Он так и не закончит эту книгу. Его положение в последние месяцы стало аховым. Авансы, которые он получил за несколько романов, давно истрачены; издатели-мигранты, постоянно находившиеся на грани банкротства, денег ему больше не ссужали, требуя завершенную книгу. Один роман, «Исповедь убийцы», близился к концу; второй, «Неправильный вес», написан до половины, и он спешит, спешит. Чтобы скорее закончить его, он вставляет фрагменты из «земляничного» романа. Он осознает, что это никуда не годится. И Цвейг, безмерно восхищавшийся им, тоже предупреждал его в своих письмах: не следует «набивать» романы. Именно это и испортило его последний роман[23]. Но что он мог сделать? Денег-то не было.
Стефан Цвейг из своего далека взывал к разуму Рота, призывал его экономить, меньше пить, не останавливаться в самых дорогих отелях. В конце марта он советовал ему: «Наберись наконец мужества и признай, что, как ни велик твой писательский дар, ты в сущности – маленький бедный еврей, почти такой же бедный, как семь миллионов других, и надобно жить, как живут на земле девять десятых человечества, в своем маленьком и тесном мирке». Это письмо едва не положило конец их дружбе. Йозеф Рот был глубоко оскорблен. Цвейг попал не в бровь, а в глаз, он раскрыл перед ним пропасть, которая незримо зияла между ассимилированным, богатым от рождения западным евреем и бедным восточным евреем с задворок монархии. Это была самозащита. Цвейг понимал, что не может помочь Роту, что сколько бы денег он ему ни давал, тот лишь все глубже будет погружаться в омут, поэтому и пил все больше и больше, постепенно теряя благоразумие, а вместе с ним и свое мастерство. «Кому-кому, а мне не нужно рассказывать, что такое бедный маленький еврей, – ответил Рот. – Я таковой с 1894 года и горжусь этим. Ортодоксальный восточный еврей из вотчины Радзивиллов. Так что оставьте! Я бедный и маленький уже тридцать лет. Да, я бедный».
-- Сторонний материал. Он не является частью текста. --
//! Interrupt-context handlers for TRIAC phase control.
//!
//! Two handlers share the device store with the cooperative loop:
//!
//! - [`on_zero_cross`] — GPIO edge at each AC zero-crossing.  Resets the
//!   phase-tick counter, stamps the crossing time, and restates every
//!   output from policy: `Switch` loads commanded on go high immediately,
//!   `Dimmable` loads go low to await their phase delay, everything
//!   commanded off goes low.  A crossing always redefines the outputs —
//!   it never waits on tick progress.
//! - [`on_phase_tick`] — fixed 100 µs timer.  Increments the tick counter
//!   and asserts each commanded-on `Dimmable` gate once its fire delay has
//!   elapsed; the gate stays high until the next crossing clears it.
//!
//! Both run their entire body inside the store's critical section:
//! branch-only, bounded, no allocation, no logging.  Errors never cross
//! this boundary — the only outward signal is the crossing timestamp the
//! safety watchdog polls.
//!
//! The logic is target-independent over [`OutputBank`]; the espidf glue at
//! the bottom binds it to the static registry and the GPIO bank.

use crate::app::ports::OutputBank;
use crate::config::PHASE_STEPS;
use crate::store::{DeviceKind, DeviceStore};

/// Zero-crossing edge handler.
pub fn on_zero_cross(store: &DeviceStore, outputs: &mut impl OutputBank, now_ms: u64) {
    store.with_shared(|shared| {
        shared.tick_counter = 0;
        shared.last_zero_cross_ms = now_ms;
        shared.zero_cross_seen = true;

        for (ch, dev) in shared.devices.iter().enumerate() {
            let high = dev.commanded_on && dev.kind == DeviceKind::Switch;
            outputs.set_channel(ch, high);
        }
    });
}

/// Phase timer tick handler.
pub fn on_phase_tick(store: &DeviceStore, outputs: &mut impl OutputBank) {
    store.with_shared(|shared| {
        let tick = shared.tick_counter.saturating_add(1);
        shared.tick_counter = if tick > PHASE_STEPS { 0 } else { tick };

        for (ch, dev) in shared.devices.iter().enumerate() {
            if dev.commanded_on
                && dev.kind == DeviceKind::Dimmable
                // A delay of PHASE_STEPS means "never fires this half-cycle".
                && dev.fire_delay_ticks < PHASE_STEPS
                && tick >= dev.fire_delay_ticks
            {
                outputs.set_channel(ch, true);
            }
        }
    });
}

// ── ESP-IDF glue ──────────────────────────────────────────────

#[cfg(target_os = "espidf")]
mod glue {
    use super::{on_phase_tick, on_zero_cross};
    use crate::adapters::gpio::GpioOutputBank;
    use crate::store::STORE;

    /// GPIO ISR bound to the rising edge of the ZCD input.
    ///
    /// # Safety
    ///
    /// Registered via `gpio_isr_handler_add`; runs in interrupt context.
    pub unsafe extern "C" fn zero_cross_isr(_arg: *mut core::ffi::c_void) {
        let now_ms = (unsafe { esp_idf_svc::sys::esp_timer_get_time() } / 1000) as u64;
        on_zero_cross(&STORE, &mut GpioOutputBank, now_ms);
    }

    /// esp_timer callback for the 100 µs phase timer (ISR dispatch).
    ///
    /// # Safety
    ///
    /// Registered via `esp_timer_create` with `ESP_TIMER_ISR`; runs in
    /// interrupt context.
    pub unsafe extern "C" fn phase_tick_isr(_arg: *mut core::ffi::c_void) {
        on_phase_tick(&STORE, &mut GpioOutputBank);
    }
}

#[cfg(target_os = "espidf")]
pub use glue::{phase_tick_isr, zero_cross_isr};
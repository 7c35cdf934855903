//! ESP-IDF runtime symbol providers for third-party crates.
//!
//! The `critical-section` 1.x crate expects the embedding to provide the
//! acquire/release pair.  Here the pair wraps a FreeRTOS spinlock via
//! `vPortEnterCritical`, which masks interrupts on the current core —
//! exactly the guarantee the device store needs, since its guard is taken
//! from both the GPIO/phase ISRs and the main task.
//!
//! On the host the `critical-section/std` implementation is linked
//! instead and this module compiles to nothing.

#[cfg(target_os = "espidf")]
use esp_idf_svc::sys::{portMUX_TYPE, vPortEnterCritical, vPortExitCritical};

// portMUX_INITIALIZER_UNLOCKED expanded: free owner, zero nesting count.
#[cfg(target_os = "espidf")]
const PORT_MUX_FREE: u32 = 0xB33F_FFFF;

#[cfg(target_os = "espidf")]
static mut STORE_MUX: portMUX_TYPE = portMUX_TYPE {
    owner: PORT_MUX_FREE,
    count: 0,
};

/// Runtime-backed critical-section acquire used by `critical-section` 1.x.
#[cfg(target_os = "espidf")]
#[unsafe(no_mangle)]
pub extern "C" fn _critical_section_1_0_acquire() -> u8 {
    // SAFETY: vPortEnterCritical nests and is callable from task and ISR
    // context on the ESP-IDF port; STORE_MUX is only accessed through it.
    unsafe { vPortEnterCritical(&raw mut STORE_MUX) };
    0
}

/// Runtime-backed critical-section release used by `critical-section` 1.x.
#[cfg(target_os = "espidf")]
#[unsafe(no_mangle)]
pub extern "C" fn _critical_section_1_0_release(_token: u8) {
    // SAFETY: paired with the acquire above; the spinlock tracks nesting.
    unsafe { vPortExitCritical(&raw mut STORE_MUX) };
}
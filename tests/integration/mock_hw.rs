//! Mock hardware for integration tests.
//!
//! Records every gate-level write so tests can assert on the full output
//! history without touching real GPIO registers.

use phasehub::app::ports::{ChangeSink, DeviceChange, OutputBank};
use phasehub::config::CHANNEL_COUNT;

// ── Output bank call record ───────────────────────────────────

#[derive(Debug, Clone, Copy, PartialEq, Eq)]
pub enum GateCall {
    Set { channel: usize, high: bool },
    AllLow,
}

// ── MockOutputBank ────────────────────────────────────────────

#[derive(Default)]
pub struct MockOutputBank {
    pub levels: [bool; CHANNEL_COUNT],
    pub history: Vec<GateCall>,
}

#[allow(dead_code)]
impl MockOutputBank {
    pub fn new() -> Self {
        Self::default()
    }

    pub fn any_high(&self) -> bool {
        self.levels.iter().any(|&l| l)
    }
}

impl OutputBank for MockOutputBank {
    fn set_channel(&mut self, channel: usize, high: bool) {
        self.levels[channel] = high;
        self.history.push(GateCall::Set { channel, high });
    }

    fn all_low(&mut self) {
        self.levels = [false; CHANNEL_COUNT];
        self.history.push(GateCall::AllLow);
    }
}

// ── RecordingSink ─────────────────────────────────────────────

#[derive(Default)]
pub struct RecordingSink {
    pub changes: Vec<DeviceChange>,
}

#[allow(dead_code)]
impl RecordingSink {
    pub fn new() -> Self {
        Self::default()
    }
}

impl ChangeSink for RecordingSink {
    fn device_changed(&mut self, change: &DeviceChange) {
        self.changes.push(*change);
    }
}

// ── Shared sink handle ────────────────────────────────────────
//
// The control façade owns its sink box, so tests that need to inspect the
// notifications afterwards register a clone-able handle instead.

use std::sync::{Arc, Mutex};

#[derive(Clone, Default)]
pub struct SharedSink(pub Arc<Mutex<Vec<DeviceChange>>>);

#[allow(dead_code)]
impl SharedSink {
    pub fn new() -> Self {
        Self::default()
    }

    pub fn changes(&self) -> Vec<DeviceChange> {
        self.0.lock().unwrap().clone()
    }
}

impl ChangeSink for SharedSink {
    fn device_changed(&mut self, change: &DeviceChange) {
        self.0.lock().unwrap().push(*change);
    }
}
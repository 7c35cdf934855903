//! Port traits — the boundary between control logic and the outside world.
//!
//! ```text
//!   Adapter ──▶ Port trait ──▶ control core
//! ```
//!
//! Driven adapters (GPIO bank, NVS, change sinks) implement these traits.
//! The ISR handlers, control façade, and safety monitor consume them, so
//! none of the core logic touches hardware directly and all of it runs in
//! host tests against mocks.

use crate::config::{PersistedChannel, SystemConfig, CHANNEL_COUNT};

// ───────────────────────────────────────────────────────────────
// Output bank (ISR + safety → hardware)
// ───────────────────────────────────────────────────────────────

/// Write-side port for the per-channel TRIAC gate outputs.
///
/// # Interrupt contract
///
/// Implementations are called from interrupt context inside the device
/// store's critical section: they must be bounded-time register writes.
/// No allocation, no logging, no blocking.
pub trait OutputBank {
    /// Drive one channel's gate output.
    fn set_channel(&mut self, channel: usize, high: bool);

    /// Drive every channel low.  The safety shutdown calls this *before*
    /// any software state is touched.
    fn all_low(&mut self) {
        for ch in 0..CHANNEL_COUNT {
            self.set_channel(ch, false);
        }
    }
}

// ───────────────────────────────────────────────────────────────
// Change notification (control façade → network layer)
// ───────────────────────────────────────────────────────────────

/// Payload handed to the registered change sink after each successful
/// mutation.
#[derive(Debug, Clone, Copy, PartialEq, Eq)]
pub struct DeviceChange {
    pub id: u8,
    pub commanded_on: bool,
    pub brightness: u8,
}

/// Consumer of device-state changes (WebSocket broadcaster, logger).
///
/// Invoked synchronously after the mutation, outside the store guard, from
/// the cooperative loop — implementations must return quickly.
pub trait ChangeSink {
    fn device_changed(&mut self, change: &DeviceChange);
}

// ───────────────────────────────────────────────────────────────
// Configuration port (boot path ↔ persistent config)
// ───────────────────────────────────────────────────────────────

/// Loads and persists system configuration and last channel state.
///
/// Implementations MUST validate configuration before persisting; invalid
/// ranges are rejected with [`ConfigError::ValidationFailed`], not silently
/// clamped.
pub trait ConfigPort {
    /// Load configuration.  Returns [`SystemConfig::default()`] if no
    /// stored config exists.
    fn load(&self) -> Result<SystemConfig, ConfigError>;

    /// Validate and persist configuration.
    fn save(&self, config: &SystemConfig) -> Result<(), ConfigError>;

    /// Load the last persisted per-channel state (power-on restore).
    /// Returns all-default channels if nothing is stored.
    fn load_state(&self) -> Result<[PersistedChannel; CHANNEL_COUNT], ConfigError>;

    /// Persist the current per-channel state and runtime counters.
    fn save_state(&self, state: &[PersistedChannel; CHANNEL_COUNT]) -> Result<(), ConfigError>;
}

// ───────────────────────────────────────────────────────────────
// Storage port (raw key-value NVS access)
// ───────────────────────────────────────────────────────────────

/// Persistent key-value storage.  Keys are namespaced to prevent collisions
/// between subsystems; writes are atomic (ESP-IDF NVS commits natively, the
/// in-memory simulation trivially).
pub trait StoragePort {
    /// Read a value.  Returns the number of bytes written to `buf`.
    fn read(&self, namespace: &str, key: &str, buf: &mut [u8]) -> Result<usize, StorageError>;

    /// Write a value atomically.
    fn write(&mut self, namespace: &str, key: &str, data: &[u8]) -> Result<(), StorageError>;

    /// Delete a key.  Returns `Ok(())` even if the key didn't exist.
    fn delete(&mut self, namespace: &str, key: &str) -> Result<(), StorageError>;

    /// Check whether a key exists without reading it.
    fn exists(&self, namespace: &str, key: &str) -> bool;
}

// ───────────────────────────────────────────────────────────────
// Error types
// ───────────────────────────────────────────────────────────────

/// Errors from [`ConfigPort`] operations.
#[derive(Debug)]
pub enum ConfigError {
    /// No config found in storage (first boot).
    NotFound,
    /// Stored config failed integrity / deserialization check.
    Corrupted,
    /// A config field failed range validation.
    ValidationFailed(&'static str),
    /// Underlying storage is full.
    StorageFull,
    /// Generic I/O error from the storage backend.
    IoError,
}

/// Errors from [`StoragePort`] operations.
#[derive(Debug)]
pub enum StorageError {
    /// Requested key does not exist.
    NotFound,
    /// Storage partition is full.
    Full,
    /// Generic I/O error.
    IoError,
}

impl core::fmt::Display for ConfigError {
    fn fmt(&self, f: &mut core::fmt::Formatter<'_>) -> core::fmt::Result {
        match self {
            Self::NotFound => write!(f, "config not found"),
            Self::Corrupted => write!(f, "config corrupted"),
            Self::ValidationFailed(msg) => write!(f, "validation failed: {}", msg),
            Self::StorageFull => write!(f, "storage full"),
            Self::IoError => write!(f, "I/O error"),
        }
    }
}

impl core::fmt::Display for StorageError {
    fn fmt(&self, f: &mut core::fmt::Formatter<'_>) -> core::fmt::Result {
        match self {
            Self::NotFound => write!(f, "key not found"),
            Self::Full => write!(f, "storage full"),
            Self::IoError => write!(f, "I/O error"),
        }
    }
}
//! Integration test driver for `tests/integration/` submodule.
//!
//! Each `mod` below maps to a file that exercises a specific subsystem
//! against mock adapters.  All tests run on the host (x86_64) with no
//! real hardware required.

mod control_tests;
mod fade_tests;
mod mock_hw;
mod safety_tests;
Рот бранился, бесился и умолял Цвейга приехать. «Я вот-вот околею!» – кричал он. И девятого апреля: «Дорогой друг, если вы хотите приехать, поторопитесь, пока еще то, что от меня осталось, способно радоваться». Положение было критическое, и Рот усиленно драматизировал его в письмах другу. Цвейг уклонялся как мог. В Амстердам, мол, летает только немецкая Lufthansa, а он не желает ею летать. В то же время он признавался своему американскому издателю Бену Хюбшу, что его пугает встреча с Ротом. Сколько лет уже он твердит ему, чтобы он перестал транжирить и пропивать свой литературный талант. Ничто не помогает и не поможет. «Разве что посадить его в тюрьму на два-три месяца за какой-нибудь мелкий проступок, другого способа заставить его не пить, пожалуй, нет». И присовокупил слова, которые станут фатальными для Рота: «…Из-за этого вздорного образа жизни в конечном счете пострадают его книги».